The combustion means may comprise one or more additional fuel burners, or include a device for deferred combustion (i.e. final combustion outside the combustion shaft).

Claims

1. A device for the destruction of gases generated by the combustion of solid fuels in a fluid bed furnace comprising a furnace shaft (10) and a particle separator (11) as well as convection heating surfaces (18-22) in a combustion gas conduit downstream of the particle separator, characterized by that the combustion gas conduit between the gas outlet from the particle separator (11) and the convection heating surfaces (18-22) is designed as a reactor passage (24), that at least one combustion means (25) is located downstream the outlet from the combustion shaft (10) for raising the temperature of the gases, and that the reactor passage (24) is insulated and moderately cooled in such a manner that the increase of temperature in the combustion gases caused by the combustion means (25, 27) is maintained substantially constant unto the first convection heating surface (18).

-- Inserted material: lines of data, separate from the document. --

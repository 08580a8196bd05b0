use crate::mealdb::MealDb;
use crate::nutrition::NutritionEstimator;
use crate::state::State;
use log::*;
use std::sync::Arc;
use tokio::sync::Mutex;

/// Specify different network event types.
///
#[derive(Debug, Clone, PartialEq)]
pub enum Event {
    SearchMeals {
        query: String,
        sequence: u64,
    },
    SuggestMeals {
        ingredients: String,
        category: Option<String>,
        sequence: u64,
    },
    LookupMeal {
        id: String,
        sequence: u64,
    },
    EstimateNutrition {
        meal_name: String,
        generation: u64,
    },
}

/// Specify struct for managing state with network events. Cloning is cheap;
/// each event is expected to run on its own task.
///
#[derive(Clone)]
pub struct Handler {
    state: Arc<Mutex<State>>,
    meal_db: Arc<MealDb>,
    nutrition: Arc<NutritionEstimator>,
}

impl Handler {
    /// Return new instance with reference to state.
    ///
    pub fn new(state: &Arc<Mutex<State>>, meal_db: MealDb, nutrition: NutritionEstimator) -> Self {
        Handler {
            state: Arc::clone(state),
            meal_db: Arc::new(meal_db),
            nutrition: Arc::new(nutrition),
        }
    }

    /// Handle network events by type. The state is only locked to apply the
    /// result once the remote call has resolved.
    ///
    pub async fn handle(&self, event: Event) {
        debug!("Processing network event '{:?}'...", event);
        match event {
            Event::SearchMeals { query, sequence } => self.search_meals(query, sequence).await,
            Event::SuggestMeals {
                ingredients,
                category,
                sequence,
            } => self.suggest_meals(ingredients, category, sequence).await,
            Event::LookupMeal { id, sequence } => self.lookup_meal(id, sequence).await,
            Event::EstimateNutrition {
                meal_name,
                generation,
            } => self.estimate_nutrition(meal_name, generation).await,
        }
    }

    /// Update state with meals matching the query.
    ///
    async fn search_meals(&self, query: String, sequence: u64) {
        let result = self.meal_db.search_by_name(&query).await;
        let mut state = self.state.lock().await;
        state.apply_search_results(sequence, result);
    }

    /// Update state with meals suggested for the ingredients.
    ///
    async fn suggest_meals(&self, ingredients: String, category: Option<String>, sequence: u64) {
        let result = self
            .meal_db
            .suggest_by_ingredient(&ingredients, category.as_deref())
            .await;
        let mut state = self.state.lock().await;
        state.apply_suggestions(sequence, result);
    }

    /// Update state with the full meal record.
    ///
    async fn lookup_meal(&self, id: String, sequence: u64) {
        let result = self.meal_db.fetch_by_id(&id).await;
        let mut state = self.state.lock().await;
        state.apply_meal_detail(sequence, result);
    }

    /// Patch the detail overlay with a nutrition estimate.
    ///
    async fn estimate_nutrition(&self, meal_name: String, generation: u64) {
        let nutrition = self.nutrition.estimate(&meal_name).await;
        if let Some(facts) = &nutrition {
            info!(
                "Estimated {:.0} calories for '{}'.",
                facts.calories, meal_name
            );
        }
        let mut state = self.state.lock().await;
        state.apply_nutrition(generation, nutrition);
    }
}

#[cfg(test)]
mod tests {
    use super::*;
    use crate::favorites::Favorites;
    use crate::logger::LogBuffer;
    use crate::preferences::Preferences;
    use crate::state::StateError;
    use httpmock::prelude::*;
    use serde_json::json;
    use std::sync::mpsc::{channel, Receiver};

    async fn setup(server: &MockServer) -> (Handler, Arc<Mutex<State>>, Receiver<Event>) {
        let (tx, rx) = channel();
        let state = Arc::new(Mutex::new(State::new(
            tx,
            Favorites::default(),
            Preferences::default(),
            LogBuffer::default(),
        )));
        let handler = Handler::new(
            &state,
            MealDb::new(&server.base_url()),
            NutritionEstimator::new(&server.base_url(), "demo", "demo"),
        );
        (handler, state, rx)
    }

    #[tokio::test]
    async fn search_event_updates_results() {
        let server = MockServer::start_async().await;
        server
            .mock_async(|when, then| {
                when.method(GET).path("/search.php").query_param("s", "Kumpir");
                then.status(200).json_body(json!({
                    "meals": [{ "idMeal": "52978", "strMeal": "Kumpir", "strMealThumb": null }]
                }));
            })
            .await;
        let (handler, state, rx) = setup(&server).await;

        state.lock().await.set_query("Kumpir").submit_search();
        handler.handle(rx.try_recv().unwrap()).await;

        let state = state.lock().await;
        assert_eq!(state.search_results().len(), 1);
        assert_eq!(state.search_results()[0].name, "Kumpir");
        assert!(state.error().is_none());
    }

    #[tokio::test]
    async fn search_event_failure_sets_error() {
        let server = MockServer::start_async().await;
        server
            .mock_async(|when, then| {
                when.method(GET).path("/search.php");
                then.status(500);
            })
            .await;
        let (handler, state, rx) = setup(&server).await;

        state.lock().await.set_query("Kumpir").submit_search();
        handler.handle(rx.try_recv().unwrap()).await;

        assert_eq!(
            state.lock().await.error(),
            Some(&StateError::SearchFailed)
        );
    }

    #[tokio::test]
    async fn lookup_then_nutrition_patches_detail() {
        let server = MockServer::start_async().await;
        server
            .mock_async(|when, then| {
                when.method(GET).path("/lookup.php").query_param("i", "52977");
                then.status(200).json_body(json!({
                    "meals": [{
                        "idMeal": "52977",
                        "strMeal": "Corba",
                        "strArea": "Turkish",
                        "strInstructions": "Pick through your lentils.",
                        "strIngredient1": "Lentils",
                        "strMeasure1": "1 cup"
                    }]
                }));
            })
            .await;
        let nutrition_mock = server
            .mock_async(|when, then| {
                when.method(GET)
                    .path("/api/nutrition-data")
                    .query_param("ingr", "Corba");
                then.status(200).json_body(json!({
                    "calories": 248.5,
                    "totalNutrients": { "FAT": { "quantity": 10.2 } }
                }));
            })
            .await;
        let (handler, state, rx) = setup(&server).await;

        state.lock().await.open_meal("52977");
        handler.handle(rx.try_recv().unwrap()).await;
        {
            let state = state.lock().await;
            let detail = state.detail().unwrap();
            assert_eq!(detail.meal().ingredients, vec!["1 cup Lentils".to_string()]);
            assert!(detail.nutrition().is_none());
        }

        let nutrition_event = rx.try_recv().unwrap();
        assert!(matches!(nutrition_event, Event::EstimateNutrition { .. }));
        handler.handle(nutrition_event).await;
        nutrition_mock.assert_async().await;

        let state = state.lock().await;
        let nutrition = state.detail().unwrap().nutrition().unwrap();
        assert!((nutrition.calories - 248.5).abs() < 1e-9);
        assert!(nutrition.protein.is_none());
    }

    #[tokio::test]
    async fn nutrition_after_close_is_discarded() {
        let server = MockServer::start_async().await;
        server
            .mock_async(|when, then| {
                when.method(GET).path("/lookup.php");
                then.status(200).json_body(json!({
                    "meals": [{ "idMeal": "1", "strMeal": "Corba" }]
                }));
            })
            .await;
        server
            .mock_async(|when, then| {
                when.method(GET).path("/api/nutrition-data");
                then.status(200).json_body(json!({ "calories": 100.0 }));
            })
            .await;
        let (handler, state, rx) = setup(&server).await;

        state.lock().await.open_meal("1");
        handler.handle(rx.try_recv().unwrap()).await;
        let nutrition_event = rx.try_recv().unwrap();
        state.lock().await.close_detail();
        handler.handle(nutrition_event).await;

        let state = state.lock().await;
        assert!(state.detail().is_none());
        assert!(state.error().is_none());
    }

    #[tokio::test]
    async fn nutrition_failure_never_sets_error() {
        let server = MockServer::start_async().await;
        server
            .mock_async(|when, then| {
                when.method(GET).path("/lookup.php");
                then.status(200).json_body(json!({
                    "meals": [{ "idMeal": "1", "strMeal": "Corba" }]
                }));
            })
            .await;
        server
            .mock_async(|when, then| {
                when.method(GET).path("/api/nutrition-data");
                then.status(503);
            })
            .await;
        let (handler, state, rx) = setup(&server).await;

        state.lock().await.open_meal("1");
        handler.handle(rx.try_recv().unwrap()).await;
        handler.handle(rx.try_recv().unwrap()).await;

        let state = state.lock().await;
        assert!(state.detail().unwrap().nutrition().is_none());
        assert!(state.error().is_none());
    }

    #[tokio::test]
    async fn suggest_event_updates_suggestions() {
        let server = MockServer::start_async().await;
        server
            .mock_async(|when, then| {
                when.method(GET).path("/filter.php").query_param("i", "chicken");
                then.status(200).json_body(json!({
                    "meals": [
                        { "idMeal": "1", "strMeal": "Chicken Pie" },
                        { "idMeal": "2", "strMeal": "Chicken Cake" }
                    ]
                }));
            })
            .await;
        server
            .mock_async(|when, then| {
                when.method(GET).path("/filter.php").query_param("c", "Dessert");
                then.status(200).json_body(json!({
                    "meals": [{ "idMeal": "2", "strMeal": "Chicken Cake" }]
                }));
            })
            .await;
        let (handler, state, rx) = setup(&server).await;

        state
            .lock()
            .await
            .set_ingredients("chicken")
            .set_category(Some(2))
            .submit_suggestion();
        handler.handle(rx.try_recv().unwrap()).await;

        let state = state.lock().await;
        assert_eq!(state.suggestions().len(), 1);
        assert_eq!(state.suggestions()[0].id, "2");
    }
}
//! HTTP client for meal catalog requests.
//!
//! This module provides a low-level wrapper around `reqwest` that issues GET
//! requests against catalog endpoints and unwraps the `meals` envelope.

use super::models::Envelope;
use super::MealDbError;
use reqwest::Response;
use serde::de::DeserializeOwned;

/// Makes requests to the catalog and tries to conform response data to the
/// given record type.
///
pub struct Client {
    pub(crate) base_url: String,
    pub(crate) http_client: reqwest::Client,
}

impl Client {
    /// Returns a new instance for the given base URL.
    ///
    /// # Panics
    /// Panics if the HTTP client cannot be created. This only happens when
    /// the TLS backend fails to initialize.
    pub fn new(base_url: &str) -> Self {
        Client {
            base_url: base_url.trim_end_matches('/').to_owned(),
            http_client: reqwest::Client::builder()
                .build()
                .expect("Failed to create HTTP client"),
        }
    }

    /// Return the records for the endpoint and query parameters. A `null` or
    /// missing `meals` key yields an empty vector.
    ///
    pub async fn meals<T: DeserializeOwned>(
        &self,
        endpoint: &str,
        params: &[(&str, &str)],
    ) -> Result<Vec<T>, MealDbError> {
        let response = self.call(endpoint, params).await?;
        let status = response.status();

        if !status.is_success() {
            let message = response
                .text()
                .await
                .unwrap_or_else(|_| String::from("Unable to read response"));
            log::error!(
                "Catalog request to {} failed with status {}: {}",
                endpoint,
                status,
                message
            );
            return Err(MealDbError::ApiError {
                status: status.as_u16(),
                message,
            });
        }

        let response_bytes = response.bytes().await?;
        match serde_json::from_slice::<Envelope<T>>(&response_bytes) {
            Ok(envelope) => {
                let meals = envelope.meals.unwrap_or_default();
                log::debug!("Catalog {} returned {} records", endpoint, meals.len());
                Ok(meals)
            }
            Err(e) => {
                log::error!(
                    "Failed to deserialize catalog response: {}. Response body: {}",
                    e,
                    String::from_utf8_lossy(&response_bytes)
                );
                Err(e.into())
            }
        }
    }

    /// Make request and return the raw response or error.
    ///
    async fn call(&self, endpoint: &str, params: &[(&str, &str)]) -> Result<Response, MealDbError> {
        let request_url = format!("{}/{}", self.base_url, endpoint);
        Ok(self
            .http_client
            .get(&request_url)
            .query(params)
            .send()
            .await?)
    }
}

2. A device according to claim 1, characterized by a gas mixing device (26) located in the reactor passage (24), adjacent to the combustion means.

3. A device according to claim 1 in which the combustion means (25) is located at the upstream end of the reactor passage (24).

4. A device according to claim 1 in which the combustion means (27) is located at the entrance to the particle separator

5. A device according to either of the preceeding claims characterized by that the length of the reactor passage is selected so the combustion gases, during normal load upon the plant, will need up to 5 seconds to pass the passage.